Take the line with "pub mod models;" and all lines after it, through the end of the records below, and repeat them exactly.

### Data supplied

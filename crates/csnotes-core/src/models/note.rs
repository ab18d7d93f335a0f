//! Note model

use std::fmt;
use std::str::FromStr;

use serde::{Deserialize, Deserializer, Serialize, Serializer};

/// Opaque note identifier assigned by the server.
///
/// The server emits integer ids; the client never interprets them and keeps
/// the textual form so it can be placed back into request paths verbatim.
#[derive(Debug, Clone, PartialEq, Eq, Hash, PartialOrd, Ord)]
pub struct NoteId(String);

impl NoteId {
    #[must_use]
    pub fn new(id: impl Into<String>) -> Self {
        Self(id.into())
    }

    #[must_use]
    pub fn as_str(&self) -> &str {
        &self.0
    }
}

impl fmt::Display for NoteId {
    fn fmt(&self, f: &mut fmt::Formatter<'_>) -> fmt::Result {
        f.write_str(&self.0)
    }
}

impl FromStr for NoteId {
    type Err = std::convert::Infallible;

    fn from_str(s: &str) -> Result<Self, Self::Err> {
        Ok(Self(s.trim().to_string()))
    }
}

impl From<&str> for NoteId {
    fn from(value: &str) -> Self {
        Self(value.to_string())
    }
}

impl From<i64> for NoteId {
    fn from(value: i64) -> Self {
        Self(value.to_string())
    }
}

impl Serialize for NoteId {
    fn serialize<S: Serializer>(&self, serializer: S) -> Result<S::Ok, S::Error> {
        serializer.serialize_str(&self.0)
    }
}

impl<'de> Deserialize<'de> for NoteId {
    fn deserialize<D: Deserializer<'de>>(deserializer: D) -> Result<Self, D::Error> {
        #[derive(Deserialize)]
        #[serde(untagged)]
        enum RawId {
            Int(i64),
            Text(String),
        }

        Ok(match RawId::deserialize(deserializer)? {
            RawId::Int(value) => Self::from(value),
            RawId::Text(value) => Self(value),
        })
    }
}

/// Optional note body.
///
/// `None` is "no content", which the server distinguishes from an empty
/// string by sending a nullable-string object with `Valid: false`.
#[derive(Debug, Clone, Default, PartialEq, Eq)]
pub struct NoteContent(Option<String>);

impl NoteContent {
    #[must_use]
    pub const fn absent() -> Self {
        Self(None)
    }

    #[must_use]
    pub fn text(value: impl Into<String>) -> Self {
        Self(Some(value.into()))
    }

    #[must_use]
    pub fn as_deref(&self) -> Option<&str> {
        self.0.as_deref()
    }

    #[must_use]
    pub const fn is_absent(&self) -> bool {
        self.0.is_none()
    }

    /// Text to place in a form control; absent content renders empty.
    #[must_use]
    pub fn display_text(&self) -> &str {
        self.0.as_deref().unwrap_or("")
    }
}

impl Serialize for NoteContent {
    fn serialize<S: Serializer>(&self, serializer: S) -> Result<S::Ok, S::Error> {
        self.0.serialize(serializer)
    }
}

impl<'de> Deserialize<'de> for NoteContent {
    fn deserialize<D: Deserializer<'de>>(deserializer: D) -> Result<Self, D::Error> {
        Ok(Self(deserialize_nullable_text(deserializer)?))
    }
}

/// Wire forms accepted for nullable text: a plain string or the
/// `{"String": ..., "Valid": ...}` object.
#[derive(Deserialize)]
#[serde(untagged)]
enum NullableText {
    Wrapped {
        #[serde(rename = "String", default)]
        string: String,
        #[serde(rename = "Valid", default)]
        valid: bool,
    },
    Plain(String),
}

impl NullableText {
    fn into_option(self) -> Option<String> {
        match self {
            Self::Wrapped { string, valid } => valid.then_some(string),
            Self::Plain(value) => Some(value),
        }
    }
}

fn deserialize_nullable_text<'de, D: Deserializer<'de>>(
    deserializer: D,
) -> Result<Option<String>, D::Error> {
    let raw = Option::<NullableText>::deserialize(deserializer)?;
    Ok(raw.and_then(NullableText::into_option))
}

fn deserialize_date<'de, D: Deserializer<'de>>(deserializer: D) -> Result<String, D::Error> {
    Ok(deserialize_nullable_text(deserializer)?.unwrap_or_default())
}

/// A note as returned by the API
#[derive(Debug, Clone, PartialEq, Eq, Serialize, Deserialize)]
pub struct Note {
    #[serde(alias = "ID")]
    pub id: NoteId,
    #[serde(alias = "Title", default)]
    pub title: String,
    /// Server-formatted date; shown verbatim
    #[serde(
        alias = "Time",
        alias = "time",
        default,
        deserialize_with = "deserialize_date"
    )]
    pub date: String,
    #[serde(alias = "Content", default)]
    pub content: NoteContent,
}

/// Title and content submitted by the editor.
#[derive(Debug, Clone, Default, PartialEq, Eq, Serialize)]
pub struct NoteDraft {
    pub title: String,
    pub content: String,
}

impl NoteDraft {
    #[must_use]
    pub fn new(title: impl Into<String>, content: impl Into<String>) -> Self {
        Self {
            title: title.into(),
            content: content.into(),
        }
    }
}

impl From<&Note> for NoteDraft {
    fn from(note: &Note) -> Self {
        Self::new(note.title.clone(), note.content.display_text())
    }
}
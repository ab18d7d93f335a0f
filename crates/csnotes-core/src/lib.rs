//! csnotes-core - Core library for csnotes
//!
//! This crate contains the note models, the HTTP client for the csnotes note
//! service, and the panel controllers (list, viewer, editor, delete) shared by
//! every csnotes front-end.

pub mod api;
pub mod app;
pub mod auth;
pub mod config;
pub mod delete;
pub mod detail;
pub mod editor;
pub mod error;
pub mod list;
pub mod models;
pub mod surface;
pub mod view;

#[cfg(test)]
mod test_support;

pub use api::{ApiResponse, FieldError, FieldErrors, FormField, NoteApi, NoteApiClient};
pub use app::{ActionOutcome, NotesApp};
pub use auth::{AuthContext, AuthProvider, LoginClient, LoginNavigator};
pub use config::ClientConfig;
pub use error::{Error, Result};
pub use models::{Note, NoteContent, NoteDraft, NoteId};
pub use surface::{EditorForm, Notice, NoteRow, PanelSurface, RowAction, RowActionKind, SubmitLabel};
pub use view::{PanelTicket, ViewState};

######

* Written response *
pub mod models;
pub mod surface;
pub mod view;

#[cfg(test)]
mod test_support;

pub use api::{ApiResponse, FieldError, FieldErrors, FormField, NoteApi, NoteApiClient};
pub use app::{ActionOutcome, NotesApp};
pub use auth::{AuthContext, AuthProvider, LoginClient, LoginNavigator};
pub use config::ClientConfig;
pub use error::{Error, Result};
pub use models::{Note, NoteContent, NoteDraft, NoteId};
pub use surface::{EditorForm, Notice, NoteRow, PanelSurface, RowAction, RowActionKind, SubmitLabel};
pub use view::{PanelTicket, ViewState};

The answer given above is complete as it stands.